## Problem to work on
Only the lines holding "ListenerConfig" are wanted. Copy every one from the records below.

## Dataset entries

//! CORS response headers.
//!
//! # Responsibilities
//! - Stamp the CORS headers on every response, errors and 404/405 included
//!
//! # Design Decisions
//! - Headers are overridden, not appended, so a backend cannot widen them
//! - Values are built once when the router is built

use axum::http::{header, HeaderValue};
use axum::Router;
use tower_http::set_header::SetResponseHeaderLayer;

use crate::config::schema::CorsConfig;

/// Methods the endpoint answers.
pub const ALLOWED_METHODS: &str = "GET, POST, OPTIONS";

/// Header always present in `Access-Control-Allow-Headers`.
pub const BASE_ALLOWED_HEADER: &str = "Content-Type";

/// Pre-built CORS header values.
#[derive(Debug, Clone)]
pub struct CorsHeaders {
    allow_headers: HeaderValue,
    max_age: HeaderValue,
}

impl CorsHeaders {
    pub fn from_config(config: &CorsConfig) -> Result<Self, header::InvalidHeaderValue> {
        Ok(Self {
            allow_headers: HeaderValue::from_str(&allow_headers_value(config))?,
            max_age: HeaderValue::from(config.max_age_secs),
        })
    }

    /// Wrap a router so every response carries the CORS headers.
    pub fn apply<S>(&self, router: Router<S>) -> Router<S>
    where
        S: Clone + Send + Sync + 'static,
    {
        router
            .layer(SetResponseHeaderLayer::overriding(
                header::ACCESS_CONTROL_ALLOW_ORIGIN,
                HeaderValue::from_static("*"),
            ))
            .layer(SetResponseHeaderLayer::overriding(
                header::ACCESS_CONTROL_ALLOW_METHODS,
                HeaderValue::from_static(ALLOWED_METHODS),
            ))
            .layer(SetResponseHeaderLayer::overriding(
                header::ACCESS_CONTROL_ALLOW_HEADERS,
                self.allow_headers.clone(),
            ))
            .layer(SetResponseHeaderLayer::overriding(
                header::ACCESS_CONTROL_MAX_AGE,
                self.max_age.clone(),
            ))
    }
}

/// `Content-Type` followed by the configured extras, comma separated.
pub fn allow_headers_value(config: &CorsConfig) -> String {
    std::iter::once(BASE_ALLOWED_HEADER)
        .chain(
            config
                .extra_allow_headers
                .iter()
                .map(|h| h.trim())
                .filter(|h| !h.is_empty() && !h.eq_ignore_ascii_case(BASE_ALLOWED_HEADER)),
        )
        .collect::<Vec<_>>()
        .join(", ")
}
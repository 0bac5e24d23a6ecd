//! Lifecycle management subsystem.
//!
//! # Data Flow
//! ```text
//! Startup (main.rs):
//!     Load config → Validate → Logging/metrics → Bind listener → Serve
//!
//! Shutdown (shutdown.rs):
//!     Event received → Stop accepting → Drain in-flight requests → Exit
//!
//! Signals (signals.rs):
//!     SIGTERM/SIGINT → Trigger graceful shutdown
//! ```
//!
//! # Design Decisions
//! - Fail fast: any startup error is fatal
//! - Listener binds last (traffic only when ready)

pub mod shutdown;
pub mod signals;

pub use shutdown::Shutdown;
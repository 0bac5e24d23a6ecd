//! Configuration schema definitions.
//!
//! This module defines the complete configuration structure for the proxy.
//! All types derive Serde traits for deserialization from config files.

use serde::{Deserialize, Serialize};

use crate::resilience::timeouts::TimeoutTier;

/// Root configuration for the range proxy.
#[derive(Debug, Clone, Deserialize, Serialize, Default)]
#[serde(default)]
pub struct ProxyConfig {
    /// Listener configuration (bind address).
    pub listener: ListenerConfig,

    /// The single public endpoint.
    pub endpoint: EndpointConfig,

    /// The single internal backend queries are forwarded to.
    pub backend: BackendConfig,

    /// Timeout configuration, including the span tier table.
    pub timeouts: TimeoutConfig,

    /// CORS response headers.
    pub cors: CorsConfig,

    /// Observability settings.
    pub observability: ObservabilityConfig,

    /// Request hardening.
    pub security: SecurityConfig,
}

/// Listener configuration.
#[derive(Debug, Clone, Deserialize, Serialize)]
#[serde(default)]
pub struct ListenerConfig {
    /// Bind address (e.g., "0.0.0.0:5000").
    pub bind_address: String,
}

impl Default for ListenerConfig {
    fn default() -> Self {
        Self {
            bind_address: "0.0.0.0:5000".to_string(),
        }
    }
}

/// Public endpoint configuration.
#[derive(Debug, Clone, Deserialize, Serialize)]
#[serde(default)]
pub struct EndpointConfig {
    /// Path the proxy answers on. Every other path is a 404.
    pub path: String,
}

impl Default for EndpointConfig {
    fn default() -> Self {
        Self {
            path: "/api/huacore.forms/documentapi/getvalue".to_string(),
        }
    }
}

/// Backend configuration.
#[derive(Debug, Clone, Deserialize, Serialize)]
#[serde(default)]
pub struct BackendConfig {
    /// Full URL of the backend endpoint (http only).
    pub url: String,

    /// TCP connect timeout in seconds.
    pub connect_timeout_secs: u64,
}

impl Default for BackendConfig {
    fn default() -> Self {
        Self {
            url: "http://10.157.85.11/api/huacore.forms/documentapi/getvalue".to_string(),
            connect_timeout_secs: 10,
        }
    }
}

/// Timeout configuration.
#[derive(Debug, Clone, Deserialize, Serialize)]
#[serde(default)]
pub struct TimeoutConfig {
    /// Outer guard on the whole request handler, in seconds.
    /// Must exceed the largest tier timeout.
    pub request_secs: u64,

    /// Span tiers, ordered by `max_span_hours`. The last one is the catch-all.
    pub tiers: Vec<TimeoutTier>,
}

impl Default for TimeoutConfig {
    fn default() -> Self {
        Self {
            request_secs: 190,
            tiers: TimeoutTier::defaults(),
        }
    }
}

/// CORS response header configuration.
#[derive(Debug, Clone, Deserialize, Serialize)]
#[serde(default)]
pub struct CorsConfig {
    /// Headers allowed in addition to `Content-Type`
    /// (e.g. "ngrok-skip-browser-warning").
    pub extra_allow_headers: Vec<String>,

    /// Pre-flight cache lifetime in seconds.
    pub max_age_secs: u64,
}

impl Default for CorsConfig {
    fn default() -> Self {
        Self {
            extra_allow_headers: vec!["ngrok-skip-browser-warning".to_string()],
            max_age_secs: 86_400,
        }
    }
}

/// Log output format.
#[derive(Debug, Clone, Copy, PartialEq, Eq, Deserialize, Serialize, Default)]
#[serde(rename_all = "lowercase")]
pub enum LogFormat {
    /// Human readable output for development.
    #[default]
    Pretty,
    /// One JSON object per line for log aggregation.
    Json,
}

/// Observability configuration.
#[derive(Debug, Clone, Deserialize, Serialize)]
#[serde(default)]
pub struct ObservabilityConfig {
    /// Log level (trace, debug, info, warn, error). `RUST_LOG` takes precedence.
    pub log_level: String,

    /// Log output format.
    pub log_format: LogFormat,

    /// Enable the Prometheus metrics endpoint.
    pub metrics_enabled: bool,

    /// Metrics endpoint bind address.
    pub metrics_address: String,
}

impl Default for ObservabilityConfig {
    fn default() -> Self {
        Self {
            log_level: "info".to_string(),
            log_format: LogFormat::Pretty,
            metrics_enabled: false,
            metrics_address: "0.0.0.0:9090".to_string(),
        }
    }
}

/// Security hardening configuration.
#[derive(Debug, Clone, Deserialize, Serialize)]
#[serde(default)]
pub struct SecurityConfig {
    /// Maximum request body size in bytes.
    pub max_body_size: usize,

    /// Deadline for reading a POST body, in seconds.
    pub body_read_timeout_secs: u64,
}

impl Default for SecurityConfig {
    fn default() -> Self {
        Self {
            max_body_size: 64 * 1024, // 64KB
            body_read_timeout_secs: 5,
        }
    }
}
//! Time-range query subsystem.
//!
//! # Data Flow
//! ```text
//! GET query string / POST JSON body
//!     → http/request.rs (transport → RawQuery)
//!     → validator.rs (presence, integer type, ordering)
//!     → TimeRangeQuery (immutable, start <= end)
//!     → forwarded field by field to the backend
//! ```

pub mod types;
pub mod validator;

pub use types::{RawQuery, TimeRangeQuery, END_KEY, START_KEY};
pub use validator::validate;
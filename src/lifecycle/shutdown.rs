//! Shutdown coordination.

use tokio::sync::broadcast;

/// Broadcasts a single "stop now" event to the server and any helper tasks.
#[derive(Debug, Clone)]
pub struct Shutdown {
    tx: broadcast::Sender<()>,
}

impl Shutdown {
    pub fn new() -> Self {
        let (tx, _) = broadcast::channel(1);
        Self { tx }
    }

    /// Receiver to hand to a task that must stop on shutdown.
    pub fn subscribe(&self) -> broadcast::Receiver<()> {
        self.tx.subscribe()
    }

    /// Fire the shutdown event. Safe to call more than once.
    pub fn trigger(&self) {
        let _ = self.tx.send(());
    }
}

impl Default for Shutdown {
    fn default() -> Self {
        Self::new()
    }
}

/// Resolve once shutdown fires or the coordinator is dropped.
pub async fn wait(mut rx: broadcast::Receiver<()>) {
    // Lagged or closed both mean the event already happened.
    let _ = rx.recv().await;
}

#[cfg(test)]
mod tests {
    use super::*;
    use std::time::Duration;

    #[tokio::test]
    async fn test_trigger_releases_all_subscribers() {
        let shutdown = Shutdown::new();
        let a = tokio::spawn(wait(shutdown.subscribe()));
        let b = tokio::spawn(wait(shutdown.subscribe()));

        shutdown.trigger();

        tokio::time::timeout(Duration::from_secs(1), async {
            a.await.unwrap();
            b.await.unwrap();
        })
        .await
        .expect("subscribers should be released");
    }

    #[tokio::test]
    async fn test_dropping_coordinator_releases_waiters() {
        let shutdown = Shutdown::new();
        let rx = shutdown.subscribe();
        drop(shutdown);

        tokio::time::timeout(Duration::from_secs(1), wait(rx))
            .await
            .expect("closed channel should release waiter");
    }
}
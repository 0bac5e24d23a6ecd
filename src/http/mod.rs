//! HTTP protocol handling subsystem.
//!
//! # Data Flow
//! ```text
//! TCP connection
//!     → server.rs (Axum setup, method dispatch, middleware)
//!     → request.rs (request ID, GET/POST payload → RawQuery)
//!     → [query validation + timeout tier]
//!     → client.rs (single POST to the backend)
//!     → response.rs (backend reply → JSON object)
//!     → Send to client
//! ```

pub mod client;
pub mod request;
pub mod response;
pub mod server;

pub use client::{BackendClient, BackendResponse};
pub use request::{InboundPayload, RequestId, RequestIdExt, X_REQUEST_ID};
pub use response::NormalizedResponse;
pub use server::HttpServer;
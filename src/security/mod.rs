//! Security subsystem.
//!
//! # Data Flow
//! ```text
//! Every response:
//!     → headers.rs (CORS headers)
//! ```
//!
//! # Design Decisions
//! - The outbound payload is rebuilt from validated fields (see query/),
//!   so caller-supplied keys never reach the backend
//! - No authentication: the proxy is a validating gateway only

pub mod headers;

pub use headers::CorsHeaders;
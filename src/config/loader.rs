//! Configuration loading from disk.

use std::fs;
use std::path::Path;

use crate::config::schema::ProxyConfig;
use crate::config::validation::{validate_config, ValidationError};

/// Error type for configuration loading.
#[derive(Debug)]
pub enum ConfigError {
    Io(std::io::Error),
    Parse(toml::de::Error),
    Validation(Vec<ValidationError>),
}

impl std::fmt::Display for ConfigError {
    fn fmt(&self, f: &mut std::fmt::Formatter<'_>) -> std::fmt::Result {
        match self {
            ConfigError::Io(e) => write!(f, "IO error: {}", e),
            ConfigError::Parse(e) => write!(f, "Parse error: {}", e),
            ConfigError::Validation(errors) => {
                write!(f, "Validation failed: ")?;
                for (i, err) in errors.iter().enumerate() {
                    if i > 0 {
                        write!(f, ", ")?;
                    }
                    write!(f, "{}", err)?;
                }
                Ok(())
            }
        }
    }
}

impl std::error::Error for ConfigError {}

/// Load and validate configuration from a TOML file.
pub fn load_config(path: &Path) -> Result<ProxyConfig, ConfigError> {
    let content = fs::read_to_string(path).map_err(ConfigError::Io)?;
    parse_config(&content)
}

/// Parse and validate configuration from TOML text.
pub fn parse_config(content: &str) -> Result<ProxyConfig, ConfigError> {
    let config: ProxyConfig = toml::from_str(content).map_err(ConfigError::Parse)?;

    validate_config(&config).map_err(ConfigError::Validation)?;

    Ok(config)
}
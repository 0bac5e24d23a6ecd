//! Response handling and transformation.
//!
//! # Responsibilities
//! - Coerce the backend reply into a JSON object for the client
//! - Pass the backend status code through
//!
//! # Design Decisions
//! - A body that is not JSON is a backend fault (500), not a client one
//! - Non-object JSON (lists, scalars) is wrapped as `{"data": ...}`
//! - Error responses are produced by `ProxyError`, not here

use axum::{
    http::StatusCode,
    response::{IntoResponse, Response},
    Json,
};
use serde_json::{Map, Value};

use crate::error::{ProxyError, ProxyResult};
use crate::http::client::BackendResponse;

/// What the caller receives on success.
#[derive(Debug, Clone, PartialEq)]
pub struct NormalizedResponse {
    pub status: StatusCode,
    pub body: Map<String, Value>,
}

impl NormalizedResponse {
    /// Normalize a backend reply.
    pub fn from_backend(response: BackendResponse) -> ProxyResult<Self> {
        let value: Value = serde_json::from_slice(&response.body)
            .map_err(|e| ProxyError::MalformedBackendResponse(e.to_string()))?;

        let body = match value {
            Value::Object(map) => map,
            other => {
                let mut wrapped = Map::with_capacity(1);
                wrapped.insert("data".to_string(), other);
                wrapped
            }
        };

        Ok(Self {
            status: response.status,
            body,
        })
    }
}

impl IntoResponse for NormalizedResponse {
    fn into_response(self) -> Response {
        (self.status, Json(Value::Object(self.body))).into_response()
    }
}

## Answer to this exercise
    pub listener: ListenerConfig,
pub struct ListenerConfig {
impl Default for ListenerConfig {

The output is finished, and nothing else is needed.